━━ EXCERPTED DATA ━━

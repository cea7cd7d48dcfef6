//! Roster scraper CLI entry point

use clap::Parser;
use roster_scraper::cli::{Cli, Runner};

#[tokio::main]
async fn main() {
    let cli = Cli::parse();

    let default_level = if cli.verbose {
        tracing::Level::DEBUG
    } else {
        tracing::Level::INFO
    };
    tracing_subscriber::fmt()
        .with_env_filter(
            tracing_subscriber::EnvFilter::from_default_env().add_directive(default_level.into()),
        )
        .init();

    let runner = Runner::new(cli);
    if let Err(e) = runner.run().await {
        eprintln!("Error: {e}");
        std::process::exit(1);
    }
}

━━━

Keep only the lines from the line with "tracing_subscriber::fmt()" to the end of the records above, and repeat them exactly.

    tracing_subscriber::fmt()
        .with_env_filter(
            tracing_subscriber::EnvFilter::from_default_env().add_directive(default_level.into()),
        )
        .init();

    let runner = Runner::new(cli);
    if let Err(e) = runner.run().await {
        eprintln!("Error: {e}");
        std::process::exit(1);
    }
}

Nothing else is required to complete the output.